Graefe, who joined HP in 2007, is currently pursuing research in business intelligence, specifically on improving robustness, reliability and total cost of ownership of HP's business intelligence products.
Novel work in query optimization
He is best known for his pioneering work on top-down, rule-based query optimization, which dramatically shifted how database query optimizers are architected. More flexible than the traditional approach, this strategy allows the set of query operators to be extended in order to integrate more functionality into a database query processor. His survey of query evaluation techniques for large databases is similarly well-known.
This work is even more relevant today, as enterprise-scale data warehousing, decision support and business intelligence are becoming the dominant users of high-end parallel database technology.

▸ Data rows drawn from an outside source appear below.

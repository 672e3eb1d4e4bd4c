//! Construction error types.
//!
//! Both evaluation operations are total, so errors only arise when a filter
//! or regulator is built from parameters that cannot describe a valid one.

/// Errors from filter design and regulator construction.
#[derive(Debug, Clone, PartialEq, thiserror::Error)]
pub enum ControlError {
    /// The Butterworth design cannot produce a stable digital filter.
    #[error(
        "invalid filter design parameters (pass {pass_frequency} Hz, sampling {sampling_frequency} Hz): {reason}"
    )]
    InvalidDesignParameters {
        /// Requested pass (cutoff) frequency in Hz
        pass_frequency: f64,
        /// Requested sampling frequency in Hz
        sampling_frequency: f64,
        /// Which constraint was violated
        reason: &'static str,
    },

    /// The output saturation range is empty.
    #[error("invalid output bounds: min {min_output} must not exceed max {max_output}")]
    InvalidBounds {
        /// Lower output limit
        min_output: f64,
        /// Upper output limit
        max_output: f64,
    },
}

impl ControlError {
    pub(crate) fn design(
        pass_frequency: f64,
        sampling_frequency: f64,
        reason: &'static str,
    ) -> Self {
        ControlError::InvalidDesignParameters {
            pass_frequency,
            sampling_frequency,
            reason,
        }
    }
}
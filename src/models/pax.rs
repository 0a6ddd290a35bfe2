use chrono::NaiveDate;
use serde::{Deserialize, Serialize};

/// Travellers on a quote, split by pricing category.
#[derive(Debug, Deserialize, Serialize, Clone, Copy, PartialEq, Eq)]
pub struct PaxComposition {
    pub adults: u32,
    /// Child with bed, 6-17 years.
    #[serde(default)]
    pub cwb: u32,
    /// Child no bed, 3-5 years.
    #[serde(default)]
    pub cnb: u32,
    #[serde(default)]
    pub infants: u32,
}

impl Default for PaxComposition {
    fn default() -> Self {
        Self {
            adults: 1,
            cwb: 0,
            cnb: 0,
            infants: 0,
        }
    }
}

impl PaxComposition {
    pub fn new(adults: u32, cwb: u32, cnb: u32, infants: u32) -> Self {
        Self {
            adults,
            cwb,
            cnb,
            infants,
        }
    }

    pub fn total_pax(&self) -> u32 {
        self.paying_pax().saturating_add(self.infants)
    }

    /// Travellers that share tour transfer costs (infants ride free).
    pub fn paying_pax(&self) -> u32 {
        self.adults.saturating_add(self.children())
    }

    pub fn children(&self) -> u32 {
        self.cwb.saturating_add(self.cnb)
    }

    pub fn has_children(&self) -> bool {
        self.children() > 0
    }

    /// "2 Adults + 1 CWB + 1 Infant", zero categories omitted.
    pub fn summary(&self) -> String {
        let mut parts = vec![format!(
            "{} {}",
            self.adults,
            if self.adults == 1 { "Adult" } else { "Adults" }
        )];
        if self.cwb > 0 {
            parts.push(format!("{} CWB", self.cwb));
        }
        if self.cnb > 0 {
            parts.push(format!("{} CNB", self.cnb));
        }
        if self.infants > 0 {
            parts.push(format!(
                "{} {}",
                self.infants,
                if self.infants == 1 { "Infant" } else { "Infants" }
            ));
        }
        parts.join(" + ")
    }
}

#[derive(Debug, Deserialize, Serialize, Clone, Copy, PartialEq, Eq)]
pub struct StayPeriod {
    pub check_in: NaiveDate,
    pub check_out: NaiveDate,
}

impl StayPeriod {
    pub fn new(check_in: NaiveDate, check_out: NaiveDate) -> Self {
        Self {
            check_in,
            check_out,
        }
    }

    /// Signed so that a check-out before check-in is visible to validation.
    pub fn nights(&self) -> i64 {
        (self.check_out - self.check_in).num_days()
    }
}

#[derive(Debug, Deserialize, Serialize, Clone, Copy, PartialEq, Eq)]
pub enum RoomType {
    #[serde(rename = "single")]
    Single,
    #[serde(rename = "double")]
    Double,
    #[serde(rename = "triple")]
    Triple,
}

impl RoomType {
    pub const ALL: [RoomType; 3] = [RoomType::Single, RoomType::Double, RoomType::Triple];

    /// Number of adults splitting one room.
    pub fn divisor(&self) -> u32 {
        match self {
            RoomType::Single => 1,
            RoomType::Double => 2,
            RoomType::Triple => 3,
        }
    }

    pub fn label(&self) -> &'static str {
        match self {
            RoomType::Single => "Single",
            RoomType::Double => "Double",
            RoomType::Triple => "Triple",
        }
    }
}

#[derive(Debug, Clone, Copy, PartialEq, Eq)]
pub struct ApartmentCapacity {
    pub adult_cap: u32,
    pub cnb_cap: u32,
    pub max_cwb: u32,
}

#[derive(Debug, Deserialize, Serialize, Clone, Copy, PartialEq, Eq)]
pub enum ApartmentType {
    #[serde(rename = "01BR")]
    OneBedroom,
    #[serde(rename = "02BR")]
    TwoBedroom,
    #[serde(rename = "03BR")]
    ThreeBedroom,
}

impl ApartmentType {
    pub fn capacity(&self) -> ApartmentCapacity {
        match self {
            ApartmentType::OneBedroom => ApartmentCapacity {
                adult_cap: 2,
                cnb_cap: 1,
                max_cwb: 1,
            },
            ApartmentType::TwoBedroom => ApartmentCapacity {
                adult_cap: 4,
                cnb_cap: 2,
                max_cwb: 2,
            },
            ApartmentType::ThreeBedroom => ApartmentCapacity {
                adult_cap: 6,
                cnb_cap: 3,
                max_cwb: 3,
            },
        }
    }

    pub fn code(&self) -> &'static str {
        match self {
            ApartmentType::OneBedroom => "01BR",
            ApartmentType::TwoBedroom => "02BR",
            ApartmentType::ThreeBedroom => "03BR",
        }
    }

    pub fn label(&self) -> String {
        format!("{} Apartment", self.code())
    }
}

/// Room-sharing choice for a quote: hotel room types or a whole apartment.
#[derive(Debug, Deserialize, Serialize, Clone, Copy, PartialEq, Eq)]
#[serde(tag = "mode", rename_all = "snake_case")]
pub enum OccupancySelection {
    Rooms {
        #[serde(default)]
        single: bool,
        #[serde(default)]
        double: bool,
        #[serde(default)]
        triple: bool,
    },
    Apartment {
        apartment_type: ApartmentType,
    },
}

impl OccupancySelection {
    pub fn is_apartment(&self) -> bool {
        matches!(self, OccupancySelection::Apartment { .. })
    }

    /// Selected room types in display order. Empty in apartment mode.
    pub fn room_types(&self) -> Vec<RoomType> {
        match self {
            OccupancySelection::Rooms {
                single,
                double,
                triple,
            } => RoomType::ALL
                .into_iter()
                .zip([*single, *double, *triple])
                .filter_map(|(room, selected)| selected.then_some(room))
                .collect(),
            OccupancySelection::Apartment { .. } => Vec::new(),
        }
    }
}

Before joining HP, Graefe spent 12 years at Microsoft, where he was instrumental in the development, testing and release of the SQL Server product. SQL Server changed the focus in the database market from performance, scalability and specific features to ease-of-use, automation and total cost of ownership.
Awards and publications
Graefe's publications have become standard reference in the fields of query evaluation, dynamic query execution techniques and query performance. Several of his recent publications have focused on novel techniques for B-tree indexes.
Two of the top three database conferences have recognized his contributions. In 2000, Graefe received the “ten-year test of time award” at the ACM Special Interest Group on Management Of Data ( SIGMOD) International Conference for his 1990 paper on parallel query execution.
In 2005, he received the inaugural “influential paper award” at the IEEE International Conference on Data Engineering (ICDE) for a 1993 paper on extensible query optimization.